Lettre du 20 avril 1567 (de Venise): "AL SIGNOR PIER ANTONIO TOLLENTINI Hieri, essendo in Rialto, **** Girolamo Cremonese, io ricevei due di vostra signoria a me gratissime lettere, l’una di VII, l’altra di VIIII del presente, onde per rispondere brevemente a quelle, prima la ringratio della opera sua prestatame con messer Vincenzo stampatore nello stampare il libro mio delle lettere, insieme con quel discorso, dal quale parimente io ho recevuto una lettera piena certo di molta cortesia et d’amore, che me gli rende infinitamente obligato. Però io attenderò a far copiare le dette lettere et a quanto in ciò farà disegno, perché la copia riesca bene et correttamente scritta et poi la manderò a vostra signoria con darle allora quell’ordine che sopra ciò farà mestiero. Vorrei bene che si// [c. 148r] mostrasse che la opera fosse stampata in Cremona et non altrove, et più tosto ancora sarei contento che il libro fosse da messer Vincenzo dedicato al signor Vespasiano Gonzaga che ad altrui. Quanto poi al rimanente, che vostra signoria mi scrive intorno alla lettera dedicatoria et ad altro, le risponderò quando fia il tempo. Mi contento che il libro si stampi in ottavo, ma in ottima carta et di stampa alquanto grossetta et bella, della quale havrei caro vedere una mostra di qua. Io faccio pensiero di compartire questo mio volume di lettere in tre libri, due di lettere famigliari a diversi amici, il terzo sarà delle lettere giovanili, overo amorose, le quali ultime lettere messer Vincenzo potrà poi dedicare alla illustrissima consorte del signor Vespasiano Gonzaga.

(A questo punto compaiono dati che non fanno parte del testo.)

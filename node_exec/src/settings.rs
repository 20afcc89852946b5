//! # Settings Store
//!
//! Persistent settings are held as three whole frames, one per [`SettingsSlot`]. The servo slot
//! carries the channel table in the bank region of the frame: for each channel the command slot
//! holds a config word and the target slot holds the trim in hundredths of a degree.
//!
//! Config word layout:
//!
//! | Bits  | Meaning               |
//! |-------|-----------------------|
//! | 0     | mounted               |
//! | 1     | reversed rotation     |
//! | 2..=7 | bus address           |

// ------------------------------------------------------------------------------------------------
// IMPORTS
// ------------------------------------------------------------------------------------------------

use std::{
    fs::{self, OpenOptions},
    path::{Path, PathBuf},
};
use comms_if::{cmd::SettingsSlot, frame::{Bank, WireFrame}};
use log::{debug, info};
use serde::{Deserialize, Serialize};

use crate::{params::NodeExecParams, servo_ctrl::ServoConfig};

// ------------------------------------------------------------------------------------------------
// TRAITS
// ------------------------------------------------------------------------------------------------

/// Persistent storage for a [`SettingsSnapshot`].
pub trait SettingsStore: Send {
    fn load(&self) -> Result<SettingsSnapshot, SettingsError>;

    fn write(&mut self, snapshot: &SettingsSnapshot) -> Result<(), SettingsError>;
}

// ------------------------------------------------------------------------------------------------
// STRUCTS
// ------------------------------------------------------------------------------------------------

/// The full contents of the settings store.
#[derive(Debug, Clone, PartialEq, Serialize, Deserialize)]
pub struct SettingsSnapshot {
    pub board: WireFrame,
    pub servo: WireFrame,
    pub user: WireFrame,
}

/// Settings persisted as a JSON file.
pub struct JsonSettingsStore {
    path: PathBuf,

    write_protect: bool,

    /// Snapshot returned while the file does not exist
    default: SettingsSnapshot,
}

/// Settings held in memory only, lost when the node stops.
#[derive(Debug, Clone)]
pub struct MemorySettingsStore {
    snapshot: SettingsSnapshot,

    write_protect: bool,

    writes: usize,
}

// ------------------------------------------------------------------------------------------------
// ENUMS
// ------------------------------------------------------------------------------------------------

#[derive(thiserror::Error, Debug)]
pub enum SettingsError {
    #[error("The settings store is write protected")]
    Protected,

    #[error("Could not access the settings file {0:?}: {1}")]
    Io(PathBuf, std::io::Error),

    #[error("Could not (de)serialise the settings file {0:?}: {1}")]
    Serde(PathBuf, serde_json::Error),
}

// ------------------------------------------------------------------------------------------------
// IMPLS
// ------------------------------------------------------------------------------------------------

impl SettingsSnapshot {
    /// A snapshot whose servo slot holds the given channel tables.
    pub fn from_channel_table(left: &[ServoConfig], right: &[ServoConfig]) -> Self {
        Self {
            board: WireFrame::default(),
            servo: encode_servo_slot(left, right),
            user: WireFrame::default(),
        }
    }

    pub fn slot(&self, slot: SettingsSlot) -> &WireFrame {
        match slot {
            SettingsSlot::Board => &self.board,
            SettingsSlot::Servo => &self.servo,
            SettingsSlot::User => &self.user,
        }
    }
}

impl JsonSettingsStore {
    pub fn new<P: AsRef<Path>>(path: P, write_protect: bool, default: SettingsSnapshot) -> Self {
        Self {
            path: path.as_ref().to_path_buf(),
            write_protect,
            default,
        }
    }

    fn temp_path(&self) -> PathBuf {
        let mut name = self.path.file_name().unwrap_or_default().to_os_string();
        name.push(".tmp");
        self.path.with_file_name(name)
    }
}

impl SettingsStore for JsonSettingsStore {
    fn load(&self) -> Result<SettingsSnapshot, SettingsError> {
        if !self.path.exists() {
            debug!("No settings file at {:?}, using defaults", self.path);
            return Ok(self.default.clone());
        }

        let file = fs::File::open(&self.path)
            .map_err(|e| SettingsError::Io(self.path.clone(), e))?;

        serde_json::from_reader(file)
            .map_err(|e| SettingsError::Serde(self.path.clone(), e))
    }

    fn write(&mut self, snapshot: &SettingsSnapshot) -> Result<(), SettingsError> {
        if self.write_protect {
            return Err(SettingsError::Protected);
        }

        if let Some(parent) = self.path.parent() {
            fs::create_dir_all(parent)
                .map_err(|e| SettingsError::Io(self.path.clone(), e))?;
        }

        // Written beside the store and renamed over it, so a crash never leaves a partial file
        let tmp = self.temp_path();
        let file = OpenOptions::new()
            .write(true)
            .truncate(true)
            .create(true)
            .open(&tmp)
            .map_err(|e| SettingsError::Io(tmp.clone(), e))?;

        serde_json::to_writer_pretty(&file, snapshot)
            .map_err(|e| SettingsError::Serde(tmp.clone(), e))?;
        file.sync_all()
            .map_err(|e| SettingsError::Io(tmp.clone(), e))?;

        fs::rename(&tmp, &self.path)
            .map_err(|e| SettingsError::Io(self.path.clone(), e))?;

        info!("Settings written to {:?}", self.path);

        Ok(())
    }
}

impl MemorySettingsStore {
    pub fn new(snapshot: SettingsSnapshot, write_protect: bool) -> Self {
        Self {
            snapshot,
            write_protect,
            writes: 0,
        }
    }

    /// Number of successful writes.
    pub fn writes(&self) -> usize {
        self.writes
    }
}

impl SettingsStore for MemorySettingsStore {
    fn load(&self) -> Result<SettingsSnapshot, SettingsError> {
        Ok(self.snapshot.clone())
    }

    fn write(&mut self, snapshot: &SettingsSnapshot) -> Result<(), SettingsError> {
        if self.write_protect {
            return Err(SettingsError::Protected);
        }

        self.snapshot = snapshot.clone();
        self.writes += 1;
        Ok(())
    }
}

// ------------------------------------------------------------------------------------------------
// PUBLIC FUNCTIONS
// ------------------------------------------------------------------------------------------------

/// Encode a channel's static configuration into a config word.
pub fn encode_config_word(config: &ServoConfig) -> u16 {
    (config.mounted as u16)
        | ((config.sign < 0) as u16) << 1
        | ((config.address & 0x3F) as u16) << 2
}

/// Decode a config word and its trim.
pub fn decode_config_word(word: u16, trim_deg: f64) -> ServoConfig {
    ServoConfig {
        mounted: word & 0x01 != 0,
        address: ((word >> 2) & 0x3F) as u8,
        sign: if word & 0x02 != 0 { -1 } else { 1 },
        trim_deg,
    }
}

/// Build a servo settings frame from both channel tables.
pub fn encode_servo_slot(left: &[ServoConfig], right: &[ServoConfig]) -> WireFrame {
    let mut frame = WireFrame::default();

    for &(side, configs) in [(Bank::Left, left), (Bank::Right, right)].iter() {
        for (i, config) in configs.iter().enumerate() {
            frame.set_slot_u16(side.command_slot(i), encode_config_word(config));
            frame.set_target_deg(side, i, config.trim_deg);
        }
    }

    frame.write_checksum();
    frame
}

/// Read `count` channels of one bank from a servo settings frame.
pub fn decode_servo_slot(frame: &WireFrame, side: Bank, count: usize) -> Vec<ServoConfig> {
    (0..count)
        .map(|i| decode_config_word(frame.slot_u16(side.command_slot(i)), frame.target_deg(side, i)))
        .collect()
}

/// Seed the store from the parameter channel tables and/or override the tables from the store,
/// as the settings parameters request.
pub fn apply_boot_settings(
    params: &mut NodeExecParams,
    store: &mut dyn SettingsStore
) -> Result<(), SettingsError> {
    if params.settings.write_at_boot {
        store.write(&SettingsSnapshot::from_channel_table(
            &params.left.channels, 
            &params.right.channels
        ))?;
        info!("Settings store seeded from the channel tables");
    }

    if params.settings.load_at_boot {
        let snapshot = store.load()?;

        for &side in Bank::ALL.iter() {
            let bank = params.bank_mut(side);
            bank.channels = decode_servo_slot(&snapshot.servo, side, bank.channels.len());
        }
        info!("Channel tables loaded from the settings store");
    }

    Ok(())
}
//! [`ActuatorLink`] implementation for Kondo ICS serial servos
//!
//! Every transaction is a three byte request followed by a three byte reply carrying the
//! servo's current position. Buses wired with a shared TX/RX line read back their own request
//! first, which is discarded when `echo` is set.

// ------------------------------------------------------------------------------------------------
// IMPORTS
// ------------------------------------------------------------------------------------------------

use log::trace;
use util::maths::clamp;

use super::{ActuatorLink, BusPort, BusType, ServoConfig, ServoError};

// ------------------------------------------------------------------------------------------------
// CONSTANTS
// ------------------------------------------------------------------------------------------------

/// Native position of the centre of travel.
pub const ICS_CENTRE: f64 = 7500.0;

/// Lowest native position accepted.
pub const ICS_MIN: f64 = 3500.0;

/// Highest native position accepted.
pub const ICS_MAX: f64 = 11500.0;

/// Native units per degree.
pub const ICS_UNITS_PER_DEG: f64 = 29.6296;

/// Position value which releases the servo instead of moving it.
const ICS_RELEASE_POS: u16 = 0;

/// Length of a request or reply.
const ICS_MSG_LEN: usize = 3;

// ------------------------------------------------------------------------------------------------
// STRUCTS
// ------------------------------------------------------------------------------------------------

/// A bank of ICS servos on one serial port.
pub struct IcsLink<P> {
    port: P,

    /// Discard a loopback copy of each request before the reply
    echo: bool,

    buf: [u8; ICS_MSG_LEN * 2],
}

// ------------------------------------------------------------------------------------------------
// IMPLS
// ------------------------------------------------------------------------------------------------

impl<P: BusPort> IcsLink<P> {
    pub fn new(port: P, echo: bool) -> Self {
        Self {
            port,
            echo,
            buf: [0u8; ICS_MSG_LEN * 2],
        }
    }

    /// Send one position request and return the position the servo replies with.
    fn transact(&mut self, addr: u8, pos: u16) -> Result<u16, ServoError> {
        let request = encode_request(addr, pos);
        let reply_len = if self.echo { ICS_MSG_LEN * 2 } else { ICS_MSG_LEN };

        let n = self.port.transact(&request, &mut self.buf[..reply_len])?;

        if n == 0 {
            return Err(ServoError::NoReply(addr));
        }
        if n < reply_len {
            return Err(ServoError::ShortReply { addr, len: n });
        }

        let reply = &self.buf[reply_len - ICS_MSG_LEN..reply_len];
        trace!("ICS {:02x?} -> {:02x?}", request, reply);

        decode_reply(addr, reply)
    }
}

impl<P: BusPort> ActuatorLink for IcsLink<P> {
    fn bus_type(&self) -> BusType {
        BusType::KondoIcs
    }

    fn set_position(&mut self, config: &ServoConfig, deg: f64) -> Result<f64, ServoError> {
        let pos = self.transact(config.address, deg_to_native(deg, config))?;
        Ok(native_to_deg(pos, config))
    }

    fn release(&mut self, config: &ServoConfig, _current_deg: f64) -> Result<f64, ServoError> {
        let pos = self.transact(config.address, ICS_RELEASE_POS)?;
        Ok(native_to_deg(pos, config))
    }
}

// ------------------------------------------------------------------------------------------------
// PUBLIC FUNCTIONS
// ------------------------------------------------------------------------------------------------

/// Convert a demanded angle into the servo's native position.
pub fn deg_to_native(deg: f64, config: &ServoConfig) -> u16 {
    let raw = ICS_CENTRE 
        + ((config.trim_deg + deg * config.sign_f64()) * ICS_UNITS_PER_DEG).round();

    clamp(&raw, &ICS_MIN, &ICS_MAX) as u16
}

/// Convert a native position reported by the servo back into a demand angle.
pub fn native_to_deg(native: u16, config: &ServoConfig) -> f64 {
    ((native as f64 - ICS_CENTRE) / ICS_UNITS_PER_DEG - config.trim_deg) * config.sign_f64()
}

/// Build a position request.
pub fn encode_request(addr: u8, pos: u16) -> [u8; ICS_MSG_LEN] {
    [
        0x80 | (addr & 0x1F),
        ((pos >> 7) & 0x7F) as u8,
        (pos & 0x7F) as u8,
    ]
}

/// Check a reply against the address it answers and extract the position.
pub fn decode_reply(addr: u8, reply: &[u8]) -> Result<u16, ServoError> {
    if reply.len() < ICS_MSG_LEN {
        return Err(ServoError::ShortReply { addr, len: reply.len() });
    }

    let expected = (0x80 | (addr & 0x1F)) & 0x7F;
    if reply[0] != expected {
        return Err(ServoError::MismatchedReply { addr, byte: reply[0] });
    }

    Ok((((reply[1] & 0x7F) as u16) << 7) | (reply[2] & 0x7F) as u16)
}

#[cfg(test)]
mod test {
    use super::*;
    use std::collections::VecDeque;

    /// Port which answers each request with the next scripted reply and records what it was sent.
    struct ScriptedPort {
        replies: VecDeque<Vec<u8>>,
        requests: Vec<Vec<u8>>,
    }

    impl ScriptedPort {
        fn new(replies: Vec<Vec<u8>>) -> Self {
            Self {
                replies: replies.into(),
                requests: Vec::new(),
            }
        }
    }

    impl BusPort for ScriptedPort {
        fn transact(&mut self, request: &[u8], reply: &mut [u8]) -> Result<usize, ServoError> {
            self.requests.push(request.to_vec());
            let next = self.replies.pop_front().unwrap_or_default();
            let n = next.len().min(reply.len());
            reply[..n].copy_from_slice(&next[..n]);
            Ok(n)
        }
    }

    fn config(address: u8, sign: i8, trim_deg: f64) -> ServoConfig {
        ServoConfig { mounted: true, address, sign, trim_deg }
    }

    fn reply_for(addr: u8, pos: u16) -> Vec<u8> {
        let r = encode_request(addr, pos);
        vec![r[0] & 0x7F, r[1], r[2]]
    }

    #[test]
    fn test_native_conversion() {
        let c = config(0, 1, 0.0);
        assert_eq!(deg_to_native(0.0, &c), 7500);
        assert_eq!(deg_to_native(90.0, &c), 10167);
        assert_eq!(deg_to_native(-90.0, &c), 4833);

        // Clamped to the servo's travel
        assert_eq!(deg_to_native(500.0, &c), 11500);
        assert_eq!(deg_to_native(-500.0, &c), 3500);

        // Sign and trim
        let c = config(0, -1, 2.0);
        assert_eq!(deg_to_native(10.0, &c), (7500.0 + (-8.0 * ICS_UNITS_PER_DEG).round()) as u16);
        assert!((native_to_deg(deg_to_native(10.0, &c), &c) - 10.0).abs() < 0.05);
    }

    #[test]
    fn test_encode_request() {
        assert_eq!(encode_request(3, 7500), [0x83, 0x3A, 0x4C]);
        assert_eq!(encode_request(0x25, 0), [0x85, 0x00, 0x00]);
    }

    #[test]
    fn test_decode_reply() {
        assert_eq!(decode_reply(3, &[0x03, 0x3A, 0x4C]).unwrap(), 7500);
        assert!(matches!(
            decode_reply(3, &[0x04, 0x3A, 0x4C]),
            Err(ServoError::MismatchedReply { addr: 3, byte: 0x04 })
        ));
        assert!(matches!(
            decode_reply(3, &[0x03]),
            Err(ServoError::ShortReply { addr: 3, len: 1 })
        ));
    }

    #[test]
    fn test_set_position() {
        let c = config(5, 1, 0.0);
        let port = ScriptedPort::new(vec![reply_for(5, deg_to_native(30.0, &c))]);
        let mut link = IcsLink::new(port, false);

        let applied = link.set_position(&c, 30.0).unwrap();
        assert!((applied - 30.0).abs() < 0.05);
        assert_eq!(link.port.requests, vec![encode_request(5, deg_to_native(30.0, &c)).to_vec()]);
    }

    #[test]
    fn test_release_with_echo() {
        let c = config(1, 1, 0.0);
        let mut reply = encode_request(1, 0).to_vec();
        reply.extend(reply_for(1, 7500));
        let mut link = IcsLink::new(ScriptedPort::new(vec![reply]), true);

        assert_eq!(link.release(&c, 45.0).unwrap(), 0.0);
        assert_eq!(link.port.requests[0], vec![0x81, 0x00, 0x00]);
    }

    #[test]
    fn test_comm_failures() {
        let c = config(2, 1, 0.0);
        let mut link = IcsLink::new(ScriptedPort::new(vec![vec![], vec![0x02, 0x3A]]), false);

        assert!(matches!(link.set_position(&c, 0.0), Err(ServoError::NoReply(2))));
        assert!(matches!(
            link.set_position(&c, 0.0),
            Err(ServoError::ShortReply { addr: 2, len: 2 })
        ));
    }
}
//! # Network Module
//!
//! This module provides the datagram transport which carries frames between the node and its
//! remote controller. The peer speaks raw UDP with one frame per datagram, so the transport is a
//! thin wrapper over a non-blocking [`UdpSocket`].

// ------------------------------------------------------------------------------------------------
// IMPORTS
// ------------------------------------------------------------------------------------------------

use std::{
    io::ErrorKind,
    net::{SocketAddr, UdpSocket},
};
use log::trace;
use serde::Deserialize;

// ------------------------------------------------------------------------------------------------
// TRAITS
// ------------------------------------------------------------------------------------------------

/// A transport able to move whole frames to and from the remote controller.
///
/// Implementors must never block in `try_receive`. Waiting for a frame is the caller's job.
pub trait FrameTransport {
    /// Send one frame's bytes to the remote peer.
    fn send(&mut self, bytes: &[u8]) -> Result<(), TransportError>;

    /// Receive one datagram into `buf` if one is pending, returning its length.
    fn try_receive(&mut self, buf: &mut [u8]) -> Result<Option<usize>, TransportError>;
}

// ------------------------------------------------------------------------------------------------
// STRUCTS
// ------------------------------------------------------------------------------------------------

/// A UDP socket bound to a local address and aimed at a single remote peer.
pub struct UdpTransport {
    socket: UdpSocket,

    remote: SocketAddr,

    options: SocketOptions,
}

/// Represents options which can be set on a [`UdpTransport`].
#[derive(Debug, Clone, Deserialize)]
pub struct SocketOptions {
    /// Local address to bind, for instance `"0.0.0.0:22224"`.
    pub bind_addr: String,

    /// Address of the remote controller, for instance `"192.168.1.2:22222"`.
    pub remote_addr: String,

    /// If false frames are built but never put on the wire.
    ///
    /// The default value is `true`.
    #[serde(default = "default_true")]
    pub send_enabled: bool,

    /// If false the socket is never read and every receive reports nothing pending.
    ///
    /// The default value is `true`.
    #[serde(default = "default_true")]
    pub recv_enabled: bool,
}

// ------------------------------------------------------------------------------------------------
// ENUMS
// ------------------------------------------------------------------------------------------------

#[derive(thiserror::Error, Debug)]
pub enum TransportError {
    #[error("Invalid socket address {0:?}: {1}")]
    InvalidAddress(String, std::net::AddrParseError),

    #[error("Could not bind the socket to {0}: {1}")]
    BindError(SocketAddr, std::io::Error),

    #[error("Could not set the socket to non-blocking mode: {0}")]
    NonBlockingError(std::io::Error),

    #[error("Could not send the frame: {0}")]
    SendError(std::io::Error),

    #[error("Only {sent} of {len} bytes were sent")]
    ShortSend { sent: usize, len: usize },

    #[error("Could not receive a datagram: {0}")]
    RecvError(std::io::Error),
}

// ------------------------------------------------------------------------------------------------
// IMPLS
// ------------------------------------------------------------------------------------------------

impl UdpTransport {
    /// Create a new transport, binding the local socket.
    pub fn new(options: SocketOptions) -> Result<Self, TransportError> {
        let bind = parse_addr(&options.bind_addr)?;
        let remote = parse_addr(&options.remote_addr)?;

        let socket = UdpSocket::bind(bind)
            .map_err(|e| TransportError::BindError(bind, e))?;
        socket.set_nonblocking(true)
            .map_err(TransportError::NonBlockingError)?;

        Ok(Self {
            socket,
            remote,
            options,
        })
    }

    /// The address the socket is actually bound to.
    pub fn local_addr(&self) -> Option<SocketAddr> {
        self.socket.local_addr().ok()
    }

    /// The remote peer's address.
    pub fn remote_addr(&self) -> SocketAddr {
        self.remote
    }
}

impl FrameTransport for UdpTransport {
    fn send(&mut self, bytes: &[u8]) -> Result<(), TransportError> {
        if !self.options.send_enabled {
            return Ok(());
        }

        let sent = self.socket.send_to(bytes, self.remote)
            .map_err(TransportError::SendError)?;

        if sent != bytes.len() {
            return Err(TransportError::ShortSend {
                sent,
                len: bytes.len(),
            });
        }

        Ok(())
    }

    fn try_receive(&mut self, buf: &mut [u8]) -> Result<Option<usize>, TransportError> {
        if !self.options.recv_enabled {
            return Ok(None);
        }

        match self.socket.recv_from(buf) {
            Ok((len, from)) => {
                trace!("Received {} bytes from {}", len, from);
                Ok(Some(len))
            }
            Err(e) if e.kind() == ErrorKind::WouldBlock => Ok(None),
            Err(e) => Err(TransportError::RecvError(e)),
        }
    }
}

impl Default for SocketOptions {
    fn default() -> Self {
        Self {
            bind_addr: "0.0.0.0:22224".into(),
            remote_addr: "127.0.0.1:22222".into(),
            send_enabled: true,
            recv_enabled: true,
        }
    }
}

// ------------------------------------------------------------------------------------------------
// PUBLIC FUNCTIONS
// ------------------------------------------------------------------------------------------------

/// Parse a socket address string.
pub fn parse_addr(addr: &str) -> Result<SocketAddr, TransportError> {
    addr.parse()
        .map_err(|e| TransportError::InvalidAddress(addr.to_string(), e))
}

// ------------------------------------------------------------------------------------------------
// PRIVATE FUNCTIONS
// ------------------------------------------------------------------------------------------------

fn default_true() -> bool {
    true
}

#[cfg(test)]
mod test {
    use super::*;
    use std::{thread, time::Duration};

    fn pair() -> (UdpTransport, UdpTransport) {
        let mut a = UdpTransport::new(SocketOptions {
            bind_addr: "127.0.0.1:0".into(),
            remote_addr: "127.0.0.1:9".into(),
            ..Default::default()
        }).unwrap();
        let b = UdpTransport::new(SocketOptions {
            bind_addr: "127.0.0.1:0".into(),
            remote_addr: a.local_addr().unwrap().to_string(),
            ..Default::default()
        }).unwrap();
        a.remote = b.local_addr().unwrap();

        (a, b)
    }

    fn receive_within(t: &mut UdpTransport, buf: &mut [u8]) -> Option<usize> {
        for _ in 0..100 {
            if let Some(len) = t.try_receive(buf).unwrap() {
                return Some(len);
            }
            thread::sleep(Duration::from_millis(5));
        }
        None
    }

    #[test]
    fn test_nothing_pending() {
        let (mut a, _b) = pair();
        let mut buf = [0u8; 16];
        assert!(a.try_receive(&mut buf).unwrap().is_none());
    }

    #[test]
    fn test_datagram_round_trip() {
        let (mut a, mut b) = pair();
        let mut buf = [0u8; 16];

        b.send(&[1, 2, 3, 4]).unwrap();
        assert_eq!(receive_within(&mut a, &mut buf), Some(4));
        assert_eq!(&buf[..4], &[1, 2, 3, 4]);
    }

    #[test]
    fn test_disabled_switches() {
        let (mut a, mut b) = pair();
        let mut buf = [0u8; 16];

        b.options.send_enabled = false;
        b.send(&[9, 9]).unwrap();
        thread::sleep(Duration::from_millis(20));
        assert!(a.try_receive(&mut buf).unwrap().is_none());

        b.options.send_enabled = true;
        a.options.recv_enabled = false;
        b.send(&[9, 9]).unwrap();
        thread::sleep(Duration::from_millis(20));
        assert!(a.try_receive(&mut buf).unwrap().is_none());
    }

    #[test]
    fn test_bad_address() {
        let opts = SocketOptions {
            bind_addr: "not an address".into(),
            ..Default::default()
        };
        assert!(matches!(
            UdpTransport::new(opts),
            Err(TransportError::InvalidAddress(_, _))
        ));
    }
}
//! # Control State
//!
//! Flags and counters which live for the whole run of the node. Each field has one writer:
//!
//! | Field                  | Written by                         |
//! |------------------------|------------------------------------|
//! | `cadence`              | dispatcher                         |
//! | `resync_requested`     | dispatcher sets, control loop clears |
//! | `settings_write_armed` | dispatcher                         |
//! | `inbound_valid`        | control loop                       |
//!
//! The flags are only touched from the control loop's thread so they need no synchronisation.
//! The tick counter, which is shared with the tick source, lives in the scheduler.

// ------------------------------------------------------------------------------------------------
// IMPORTS
// ------------------------------------------------------------------------------------------------

use std::fmt;
use serde::Deserialize;

// ------------------------------------------------------------------------------------------------
// STRUCTS
// ------------------------------------------------------------------------------------------------

/// Process wide control flags.
#[derive(Debug, Clone, Default, PartialEq)]
pub struct ControlFlags {
    /// What paces the cycle
    pub cadence: CadenceMode,

    /// Snap the scheduler's frame counter to the tick counter at the end of this cycle
    pub resync_requested: bool,

    /// The remote has entered settings write mode
    pub settings_write_armed: bool,

    /// The inbound frame of this cycle passed every check
    pub inbound_valid: bool,
}

/// Running totals of the faults seen since start-up.
#[derive(Debug, Clone, Copy, Default, PartialEq, Eq)]
pub struct FaultCounters {
    /// Inbound frames which failed the checksum or had the wrong length
    pub recv_invalid: u64,

    /// Inbound sequence gaps
    pub seq_skip: u64,

    /// Cycles with no inbound frame
    pub timeouts: u64,

    /// Outbound frames which could not be sent
    pub send_failed: u64,

    /// Cycles which overran their period
    pub overruns: u64,
}

// ------------------------------------------------------------------------------------------------
// ENUMS
// ------------------------------------------------------------------------------------------------

/// What paces the control cycle.
#[derive(Debug, Clone, Copy, PartialEq, Eq, Deserialize)]
pub enum CadenceMode {
    /// The node's tick source paces the cycle
    BoardDriven,

    /// Inbound frames pace the cycle and the tick wait is skipped
    RemoteDriven,
}

// ------------------------------------------------------------------------------------------------
// IMPLS
// ------------------------------------------------------------------------------------------------

impl ControlFlags {
    pub fn new(cadence: CadenceMode) -> Self {
        Self {
            cadence,
            ..Default::default()
        }
    }

    /// Take the pending resync request, clearing it.
    pub fn take_resync(&mut self) -> bool {
        std::mem::replace(&mut self.resync_requested, false)
    }
}

impl Default for CadenceMode {
    fn default() -> Self {
        CadenceMode::BoardDriven
    }
}

impl FaultCounters {
    /// Total of every counter.
    pub fn total(&self) -> u64 {
        self.recv_invalid + self.seq_skip + self.timeouts + self.send_failed + self.overruns
    }
}

impl fmt::Display for FaultCounters {
    fn fmt(&self, f: &mut fmt::Formatter<'_>) -> fmt::Result {
        write!(
            f,
            "recv_invalid={} seq_skip={} timeouts={} send_failed={} overruns={}",
            self.recv_invalid, self.seq_skip, self.timeouts, self.send_failed, self.overruns
        )
    }
}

Quanto all’effigie mia, non mi curo di tal vanità. Del tenere memoria del nome suo nel libro mio delle medaglie, havendole tante fiate promesso di farlo,// [c. 148v] io non le mancherò, né le replicherò più altro. Ma con vostra signoria, per hora, non sarò più lungo, trovandomi alquanto occupato, fuor che le bacio le mani et le mi offero per sempre. Di Vinegia, li XX di aprile MDLXVII" (Vicenza, Biblioteca civica Bertoliana, Ms 277, cc. 147v-148v; Missere Fontana 2013, p. 342, note 146; Marconato 2018, p. 249-250).

References

  1. ^  Missere Fontana, F. (2013), "Sebastiano Erizzo tra collezione, epistolario e riscrittura", Numismatica e Antichità Classiche, 42, pp. 329-355.
  2. ^  Marconato, Claudia (2018), Edizione critica dell'epistolario di Sebastiano Erizzo, letterato veneziano del secondo Cinquecento, Unpublished PhD, Padua-Liège.